Tom Kealy
Tom Kealy

Reputation: 2669

Creating a weight adjacency matrix

I need to assign weights to edges of a graph, from the following papers:

"Fast linear iterations for distributed averaging" by L. Xiao and S. Boyd "Convex Optimization of Graph Laplacian Eigenvalues" by S. Boyd

I have the adjacency matrix for my graph (a 50 by 50 matrix), with 512 non-zero values.

I also have a 256 by 1 vector with the optimal weights.

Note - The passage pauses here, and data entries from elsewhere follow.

use serde::Deserialize;
use std::time::Duration;

/// Which document store backs per-user data
#[derive(Debug, Deserialize, Clone, Copy, PartialEq, Eq)]
#[serde(rename_all = "lowercase")]
pub enum StoreBackend {
    Redis,
    Memory,
}

/// Application configuration loaded from environment variables
#[derive(Debug, Deserialize, Clone)]
pub struct Config {
    /// Redis connection URL (document store and metadata cache)
    #[serde(default = "default_redis_url")]
    pub redis_url: String,

    /// Document store backend
    #[serde(default = "default_store_backend")]
    pub store_backend: StoreBackend,

    /// TMDB API key
    pub tmdb_api_key: String,

    /// TMDB API base URL
    #[serde(default = "default_tmdb_api_url")]
    pub tmdb_api_url: String,

    /// Base URL prepended to poster/backdrop paths
    #[serde(default = "default_image_base_url")]
    pub image_base_url: String,

    /// Remote ML recommendation endpoint. The remote path is skipped when unset.
    #[serde(default)]
    pub ml_api_url: Option<String>,

    /// Deadline applied to every outbound HTTP call
    #[serde(default = "default_http_timeout_secs")]
    pub http_timeout_secs: u64,

    /// Interaction count at which the remote ML path is attempted
    #[serde(default = "default_remote_threshold")]
    pub remote_threshold: usize,

    /// Number of results requested from the remote ML endpoint
    #[serde(default = "default_remote_top_k")]
    pub remote_top_k: usize,

    /// Maximum size of a content-based recommendation result
    #[serde(default = "default_recommendation_limit")]
    pub recommendation_limit: usize,

    /// Maximum number of seed movies used for content-based expansion
    #[serde(default = "default_seed_count")]
    pub seed_count: usize,

    /// Server host address
    #[serde(default = "default_host")]
    pub host: String,

    /// Server port
    #[serde(default = "default_port")]
    pub port: u16,
}

fn default_redis_url() -> String {
    "redis://localhost:6379".to_string()
}

fn default_store_backend() -> StoreBackend {
    StoreBackend::Redis
}

fn default_tmdb_api_url() -> String {
    "https://api.themoviedb.org/3".to_string()
}

fn default_image_base_url() -> String {
    "https://image.tmdb.org/t/p/w500".to_string()
}

fn default_http_timeout_secs() -> u64 {
    10
}

fn default_remote_threshold() -> usize {
    20
}

fn default_remote_top_k() -> usize {
    10
}

fn default_recommendation_limit() -> usize {
    10
}

fn default_seed_count() -> usize {
    5
}

fn default_host() -> String {
    "127.0.0.1".to_string()
}

fn default_port() -> u16 {
    3000
}

impl Config {
    /// Load configuration from environment variables
    pub fn from_env() -> anyhow::Result<Self> {
        dotenvy::dotenv().ok();
        envy::from_env::<Config>().map_err(|e| anyhow::anyhow!("Failed to load config: {}", e))
    }

    pub fn http_timeout(&self) -> Duration {
        Duration::from_secs(self.http_timeout_secs)
    }

    pub fn bind_addr(&self) -> String {
        format!("{}:{}", self.host, self.port)
    }
}
use chrono::Utc;

use crate::{
    db::UserStore,
    error::{AppError, AppResult},
    models::{
        profile::{validate_email, validate_username},
        RegisterProfileRequest, UpdateProfileRequest, UserProfile,
    },
};

/// Creates the profile for a newly signed-in user
///
/// Returns the stored profile unchanged if `uid` is already registered, adding
/// the sign-in provider to it when it is new.
pub async fn register(
    store: &dyn UserStore,
    uid: &str,
    request: RegisterProfileRequest,
) -> AppResult<UserProfile> {
    if let Some(mut existing) = store.profile(uid).await? {
        if !existing.providers.contains(&request.provider) {
            existing.providers.push(request.provider);
            store.save_profile(&existing).await?;
        }
        tracing::debug!(uid = %uid, "Profile already registered");
        return Ok(existing);
    }

    let username = validate_username(&request.username)?;
    validate_email(&request.email)?;

    if !store.claim_username(uid, &username).await? {
        return Err(username_taken());
    }
    if !store.claim_email(uid, &request.email).await? {
        store.release_username(uid, &username).await?;
        return Err(AppError::Conflict(
            "email: An account with this email already exists".to_string(),
        ));
    }

    let email = request.email.clone();
    match create_profile(store, uid, username.clone(), request).await {
        Ok(profile) => {
            tracing::info!(uid = %uid, user_id = ?profile.user_id, "Registered profile");
            Ok(profile)
        }
        Err(e) => {
            release_claims(store, uid, &username, &email).await;
            Err(e)
        }
    }
}

/// Assigns the numeric id and writes the new profile last, so a failure
/// leaves no profile behind
async fn create_profile(
    store: &dyn UserStore,
    uid: &str,
    username: String,
    request: RegisterProfileRequest,
) -> AppResult<UserProfile> {
    let now = Utc::now();
    let user_id = store.next_user_id().await?;
    store.ensure_interaction_record(uid, now).await?;

    let profile = UserProfile {
        uid: uid.to_string(),
        user_id: Some(user_id),
        username,
        email: request.email,
        display_name: request.display_name,
        photo_url: request.photo_url,
        providers: vec![request.provider],
        created_at: now,
    };

    store.save_profile(&profile).await?;
    Ok(profile)
}

async fn release_claims(store: &dyn UserStore, uid: &str, username: &str, email: &str) {
    if let Err(e) = store.release_username(uid, username).await {
        tracing::error!(uid = %uid, error = %e, "Failed to release username claim");
    }
    if let Err(e) = store.release_email(uid, email).await {
        tracing::error!(uid = %uid, error = %e, "Failed to release email claim");
    }
}

pub async fn get(store: &dyn UserStore, uid: &str) -> AppResult<UserProfile> {
    store
        .profile(uid)
        .await?
        .ok_or_else(|| AppError::NotFound("Profile not found".to_string()))
}

/// Applies a profile edit; a new username is validated and claimed first
pub async fn update(
    store: &dyn UserStore,
    uid: &str,
    request: UpdateProfileRequest,
) -> AppResult<UserProfile> {
    let mut profile = get(store, uid).await?;

    if let Some(requested) = request.username {
        let username = validate_username(&requested)?;
        let previous = std::mem::replace(&mut profile.username, username);

        // Claims are case-insensitive, so a case-only change keeps the same claim
        if previous.to_lowercase() != profile.username.to_lowercase() {
            if !store.claim_username(uid, &profile.username).await? {
                return Err(username_taken());
            }
            store.release_username(uid, &previous).await?;
            tracing::info!(uid = %uid, from = %previous, to = %profile.username, "Username changed");
        }
    }

    if let Some(display_name) = request.display_name {
        profile.display_name = Some(display_name);
    }
    if let Some(photo_url) = request.photo_url {
        profile.photo_url = Some(photo_url);
    }

    store.save_profile(&profile).await?;
    Ok(profile)
}

fn username_taken() -> AppError {
    AppError::Conflict("username: Username already taken. Please choose another one".to_string())
}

For the software I'm using, I need a 50 by 50 matrix with the weight of edge (i,j) in the relevant position of the adjacency matrix (and with the opposite sign for edge (j,i)).

My attempt is below, but I can't get it working.

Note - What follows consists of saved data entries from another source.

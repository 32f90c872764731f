use chrono::{DateTime, Utc};
use serde::{Deserialize, Serialize};

use super::{MovieId, MovieSummary, UserListEntry};

/// Score given to an onboarding pick the user did not rate
pub const DEFAULT_PICK_SCORE: u8 = 10;

/// Taste profile captured during onboarding
#[derive(Debug, Clone, Serialize, Deserialize, PartialEq)]
pub struct UserPreferences {
    /// Preferred TMDB genre ids
    #[serde(default)]
    pub genres: Vec<u32>,
    pub last_updated: DateTime<Utc>,
}

/// A movie the user picked as a favourite during onboarding
#[derive(Debug, Clone, Deserialize)]
pub struct PreferredMovie {
    pub movie_id: MovieId,
    #[serde(default)]
    pub movie: Option<MovieSummary>,
    /// Defaults to [`DEFAULT_PICK_SCORE`]
    #[serde(default)]
    pub score: Option<u8>,
}

#[derive(Debug, Clone, Default, Deserialize)]
pub struct SavePreferencesRequest {
    #[serde(default)]
    pub genres: Vec<u32>,
    #[serde(default)]
    pub movies: Vec<PreferredMovie>,
}

#[derive(Debug, Clone, Serialize)]
pub struct SavePreferencesResponse {
    pub preferences: UserPreferences,
    /// Entries created in the personal list
    pub added: Vec<UserListEntry>,
    /// Picks that were already listed and left untouched
    pub already_listed: Vec<MovieId>,
}
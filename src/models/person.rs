use serde::{Deserialize, Serialize};

use super::{image_url, MovieSummary, TmdbMovie};

/// TMDB person identifier
pub type PersonId = u64;

/// A person as returned by people search
#[derive(Debug, Clone, Serialize, Deserialize, PartialEq)]
pub struct Person {
    pub id: PersonId,
    pub name: String,
    #[serde(default)]
    pub known_for_department: Option<String>,
    #[serde(default)]
    pub popularity: f64,
    #[serde(default)]
    pub profile_path: Option<String>,
    #[serde(default)]
    pub profile_url: Option<String>,
}

impl Person {
    pub fn with_image_url(mut self, image_base_url: &str) -> Self {
        self.profile_url = image_url(image_base_url, self.profile_path.as_deref());
        self
    }
}

#[derive(Debug, Clone, Serialize, Deserialize, PartialEq)]
pub struct PersonDetails {
    #[serde(flatten)]
    pub person: Person,
    pub biography: Option<String>,
    pub birthday: Option<String>,
    pub deathday: Option<String>,
    pub place_of_birth: Option<String>,
    #[serde(default)]
    pub also_known_as: Vec<String>,
}

/// A movie a person worked on, with their role in it
#[derive(Debug, Clone, Serialize, Deserialize, PartialEq)]
pub struct CreditedMovie {
    #[serde(flatten)]
    pub movie: MovieSummary,
    /// Character played, for cast credits
    #[serde(default, skip_serializing_if = "Option::is_none")]
    pub character: Option<String>,
    /// Job held, for crew credits
    #[serde(default, skip_serializing_if = "Option::is_none")]
    pub job: Option<String>,
}

#[derive(Debug, Clone, Default, Serialize, Deserialize, PartialEq)]
pub struct PersonCredits {
    pub cast: Vec<CreditedMovie>,
    pub crew: Vec<CreditedMovie>,
}

// ============================================================================
// TMDB API Types
// ============================================================================

/// Response from /person/{id}
#[derive(Debug, Clone, Deserialize)]
pub struct TmdbPersonDetails {
    #[serde(flatten)]
    pub person: Person,
    #[serde(default)]
    pub biography: Option<String>,
    #[serde(default)]
    pub birthday: Option<String>,
    #[serde(default)]
    pub deathday: Option<String>,
    #[serde(default)]
    pub place_of_birth: Option<String>,
    #[serde(default)]
    pub also_known_as: Vec<String>,
}

impl From<TmdbPersonDetails> for PersonDetails {
    fn from(details: TmdbPersonDetails) -> Self {
        PersonDetails {
            person: details.person,
            biography: details.biography.filter(|b| !b.is_empty()),
            birthday: details.birthday,
            deathday: details.deathday,
            place_of_birth: details.place_of_birth,
            also_known_as: details.also_known_as,
        }
    }
}

#[derive(Debug, Clone, Deserialize)]
pub struct TmdbCreditedMovie {
    #[serde(flatten)]
    pub movie: TmdbMovie,
    #[serde(default)]
    pub character: Option<String>,
    #[serde(default)]
    pub job: Option<String>,
}

/// Response from /person/{id}/movie_credits
#[derive(Debug, Clone, Deserialize)]
pub struct TmdbPersonCredits {
    #[serde(default)]
    pub cast: Vec<TmdbCreditedMovie>,
    #[serde(default)]
    pub crew: Vec<TmdbCreditedMovie>,
}

impl TmdbPersonCredits {
    pub fn into_credits(self, image_base_url: &str) -> PersonCredits {
        let convert = |credit: TmdbCreditedMovie| CreditedMovie {
            movie: MovieSummary::from(credit.movie).with_image_urls(image_base_url),
            character: credit.character.filter(|c| !c.is_empty()),
            job: credit.job,
        };

        PersonCredits {
            cast: self.cast.into_iter().map(convert).collect(),
            crew: self.crew.into_iter().map(convert).collect(),
        }
    }
}

#[cfg(test)]
mod tests {
    use super::*;

    #[test]
    fn test_person_details_conversion() {
        let json = r#"{
            "id": 6384,
            "name": "Keanu Reeves",
            "known_for_department": "Acting",
            "popularity": 45.2,
            "profile_path": "/keanu.jpg",
            "biography": "",
            "birthday": "1964-09-02",
            "deathday": null,
            "place_of_birth": "Beirut, Lebanon",
            "also_known_as": ["Keanu Charles Reeves"]
        }"#;

        let details: PersonDetails = serde_json::from_str::<TmdbPersonDetails>(json)
            .unwrap()
            .into();

        assert_eq!(details.person.name, "Keanu Reeves");
        assert_eq!(details.biography, None);
        assert_eq!(details.birthday.as_deref(), Some("1964-09-02"));
        assert_eq!(details.also_known_as, vec!["Keanu Charles Reeves"]);
    }

    #[test]
    fn test_credits_keep_role_and_image_urls() {
        let json = r#"{
            "cast": [{"id": 603, "title": "The Matrix", "character": "Neo", "poster_path": "/m.jpg"}],
            "crew": [{"id": 1, "title": "Directed", "job": "Director", "character": ""}]
        }"#;

        let credits = serde_json::from_str::<TmdbPersonCredits>(json)
            .unwrap()
            .into_credits("https://img.local/w500");

        assert_eq!(credits.cast[0].character.as_deref(), Some("Neo"));
        assert_eq!(
            credits.cast[0].movie.poster_url.as_deref(),
            Some("https://img.local/w500/m.jpg")
        );
        assert_eq!(credits.crew[0].job.as_deref(), Some("Director"));
        assert_eq!(credits.crew[0].character, None);
    }
}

function weights = construct_weight_mtx(weight_list, Adj)

weights = zeros(size(Adj));
positions = find(Adj);

for i=1:length(positions)/2
    if Adj(i) == 1
        weights(i) = weight_list(i);
    end
end

weights = weights - weights';

find(Adj) == find(weights);

end 

Upvotes: 0

Views: 848

Answers (1)

beaker
beaker

Reputation: 16801

You're finding the nonzero positions in the original adjacency matrix, but you're finding all of them. To get around this, you then take only the first half of those positions.

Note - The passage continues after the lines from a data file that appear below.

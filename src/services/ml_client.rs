//! Client for the remote ML recommendation endpoint.
//!
//! The endpoint is a plain HTTP GET taking the platform's numeric `user_id`
//! and `top_k`, answering `{"recommendations": [{"movie_id", "score"}, ...]}`
//! ranked by score.

use reqwest::Client as HttpClient;
use std::time::Duration;
use tracing::{debug, error};

use crate::{
    error::{AppError, AppResult},
    models::{ScoredMovie, ScoredMoviesResponse},
};

#[cfg_attr(test, mockall::automock)]
#[async_trait::async_trait]
pub trait RecommendationModel: Send + Sync {
    /// Top `top_k` scored movies for a platform user id, best first
    async fn top_k(&self, user_id: u64, top_k: usize) -> AppResult<Vec<ScoredMovie>>;
}

#[derive(Clone)]
pub struct HttpRecommendationModel {
    http_client: HttpClient,
    endpoint: String,
}

impl HttpRecommendationModel {
    pub fn new(endpoint: impl Into<String>, timeout: Duration) -> AppResult<Self> {
        let http_client = HttpClient::builder().timeout(timeout).build()?;
        Ok(Self {
            http_client,
            endpoint: endpoint.into(),
        })
    }

    pub fn endpoint(&self) -> &str {
        &self.endpoint
    }
}

#[async_trait::async_trait]
impl RecommendationModel for HttpRecommendationModel {
    async fn top_k(&self, user_id: u64, top_k: usize) -> AppResult<Vec<ScoredMovie>> {
        debug!(user_id, top_k, endpoint = %self.endpoint, "Requesting model recommendations");

        let response = self
            .http_client
            .get(&self.endpoint)
            .query(&[("user_id", user_id.to_string()), ("top_k", top_k.to_string())])
            .send()
            .await?;

        if !response.status().is_success() {
            let status = response.status();
            let body = response.text().await.unwrap_or_default();
            error!(user_id, status = %status, body = %body, "Recommendation model request failed");
            return Err(AppError::ExternalApi(format!(
                "Recommendation model returned status {}: {}",
                status, body
            )));
        }

        let mut recommendations = response.json::<ScoredMoviesResponse>().await?.recommendations;
        recommendations.truncate(top_k);

        debug!(user_id, returned = recommendations.len(), "Model recommendations received");

        Ok(recommendations)
    }
}

#[cfg(test)]
mod tests {
    use super::*;
    use serde_json::json;
    use wiremock::matchers::{method, path, query_param};
    use wiremock::{Mock, MockServer, ResponseTemplate};

    #[tokio::test]
    async fn test_top_k_sends_user_id_and_parses_scores() {
        let server = MockServer::start().await;
        Mock::given(method("GET"))
            .and(path("/recommend"))
            .and(query_param("user_id", "42"))
            .and(query_param("top_k", "10"))
            .respond_with(ResponseTemplate::new(200).set_body_json(json!({
                "recommendations": [
                    {"movie_id": 603, "score": 0.97},
                    {"movie_id": 27205, "score": 0.91}
                ]
            })))
            .mount(&server)
            .await;

        let model = HttpRecommendationModel::new(
            format!("{}/recommend", server.uri()),
            Duration::from_secs(2),
        )
        .unwrap();
        let scored = model.top_k(42, 10).await.unwrap();

        assert_eq!(
            scored,
            vec![
                ScoredMovie { movie_id: 603, score: 0.97 },
                ScoredMovie { movie_id: 27205, score: 0.91 },
            ]
        );
    }

    #[tokio::test]
    async fn test_top_k_truncates_oversized_response() {
        let server = MockServer::start().await;
        Mock::given(method("GET"))
            .and(path("/recommend"))
            .respond_with(ResponseTemplate::new(200).set_body_json(json!({
                "recommendations": [
                    {"movie_id": 1, "score": 0.9},
                    {"movie_id": 2, "score": 0.8},
                    {"movie_id": 3, "score": 0.7}
                ]
            })))
            .mount(&server)
            .await;

        let model = HttpRecommendationModel::new(
            format!("{}/recommend", server.uri()),
            Duration::from_secs(2),
        )
        .unwrap();

        assert_eq!(model.top_k(1, 2).await.unwrap().len(), 2);
    }

    #[tokio::test]
    async fn test_top_k_error_status() {
        let server = MockServer::start().await;
        Mock::given(method("GET"))
            .respond_with(ResponseTemplate::new(500).set_body_string("model offline"))
            .mount(&server)
            .await;

        let model = HttpRecommendationModel::new(server.uri(), Duration::from_secs(2)).unwrap();
        let result = model.top_k(1, 10).await;

        assert!(matches!(result, Err(AppError::ExternalApi(msg)) if msg.contains("model offline")));
    }
}
//! Fixtures shared by unit tests
use chrono::Utc;

use crate::models::{MovieDetails, MovieId, MovieSummary, UserListEntry, UserRating, WatchStatus};

pub fn summary(id: MovieId) -> MovieSummary {
    MovieSummary {
        id,
        title: format!("Movie {}", id),
        overview: None,
        release_date: None,
        vote_average: 7.0,
        vote_count: 100,
        genre_ids: vec![],
        poster_path: None,
        backdrop_path: None,
        poster_url: None,
        backdrop_url: None,
        recommendation_score: None,
    }
}

pub fn details(id: MovieId) -> MovieDetails {
    MovieDetails {
        summary: summary(id),
        runtime: Some(100),
        tagline: None,
        genres: vec![],
        cast: vec![],
    }
}

pub fn rated_entry(movie_id: MovieId, score: Option<u8>) -> UserListEntry {
    UserListEntry {
        movie_id,
        movie: None,
        rating: score.map(|s| UserRating {
            status: WatchStatus::Completed,
            score: Some(s),
            note: String::new(),
            date_added: Utc::now(),
        }),
        added_at: Utc::now(),
        version: 0,
    }
}
//! Onboarding: preferred genres plus favourite movies.
//!
//! Favourite picks land in the personal list as completed and scored, so the
//! content-based path can seed from them before the user has rated anything.
use std::collections::HashSet;

use chrono::Utc;

use crate::{
    db::UserStore,
    error::{AppError, AppResult},
    models::{
        preferences::DEFAULT_PICK_SCORE, user_list::validate_score, SavePreferencesRequest,
        SavePreferencesResponse, UserListEntry, UserPreferences, UserRating, WatchStatus,
    },
};

pub async fn get(store: &dyn UserStore, uid: &str) -> AppResult<UserPreferences> {
    store
        .preferences(uid)
        .await?
        .ok_or_else(|| AppError::NotFound("No preferences saved".to_string()))
}

/// Stores the genre selection and adds every picked movie to the list
///
/// Picks already in the list are left as they are and reported back.
pub async fn save(
    store: &dyn UserStore,
    uid: &str,
    request: SavePreferencesRequest,
) -> AppResult<SavePreferencesResponse> {
    for pick in &request.movies {
        validate_score(pick.score)?;
    }

    let now = Utc::now();

    let mut seen_genres = HashSet::new();
    let preferences = UserPreferences {
        genres: request
            .genres
            .into_iter()
            .filter(|g| seen_genres.insert(*g))
            .collect(),
        last_updated: now,
    };
    store.save_preferences(uid, &preferences).await?;

    let mut added = Vec::new();
    let mut already_listed = Vec::new();
    let mut seen_movies = HashSet::new();

    for pick in request.movies {
        if !seen_movies.insert(pick.movie_id) {
            continue;
        }

        let entry = UserListEntry {
            movie_id: pick.movie_id,
            movie: pick.movie,
            rating: Some(UserRating {
                status: WatchStatus::Completed,
                score: Some(pick.score.unwrap_or(DEFAULT_PICK_SCORE)),
                note: String::new(),
                date_added: now,
            }),
            added_at: now,
            version: 0,
        };

        if store.insert_list_entry(uid, &entry).await? {
            added.push(entry);
        } else {
            already_listed.push(pick.movie_id);
        }
    }

    tracing::info!(
        uid = %uid,
        genres = preferences.genres.len(),
        added = added.len(),
        already_listed = already_listed.len(),
        "Preferences saved"
    );

    Ok(SavePreferencesResponse {
        preferences,
        added,
        already_listed,
    })
}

for i=1:length(positions)/2 ...

Unfortunately, this takes the indices from complete columns rather than just the positions below the diagonal. So if your matrix was all 1's, you'd be taking:

1 1 1 0 0 ...
1 1 1 0 0 ...
1 1 1 0 0 ...
...

instead of:

1 0 0 0 0 ...
1 1 0 0 0 ...
1 1 1 0 0 ...
...

To take the correct values, we just take the lower triangular portion of Adj and then find the nonzero positions of that:

positions = find(tril(Adj));

Now we have only the 256 positions below the diagonal and we can loop over all of the positions. Next, we need to fix the assignment in the loop:

for i=1:length(positions)
    if Adj(i) == 1   %// we already know Adj(i) == 1 for all indices in positions
        weights(i) = weight_list(i);   %// we need to update weights(positions(i))
    end
end

So this becomes:

for i=1:length(positions)
    weights(positions(i)) = weight_list(i);
end

But if all we're doing is assigning 256 values to 256 positions, we can do that without a for loop:

weights(position) = weight_list;

Note that the elements of weight_list must be in the proper order with the nonzero elements of the lower-triangular portion ordered by columns.


Completed code:

function weights = construct_weight_mtx(weight_list, Adj)

weights = zeros(size(Adj));
positions = find(tril(Adj));

weights(positions) = weight_list;

weights = weights - weights.';   %// ' is complex conjugate; not a big deal here, but something to know

find(Adj) == find(weights);   %// Not sure what this is meant to do; maybe an assert?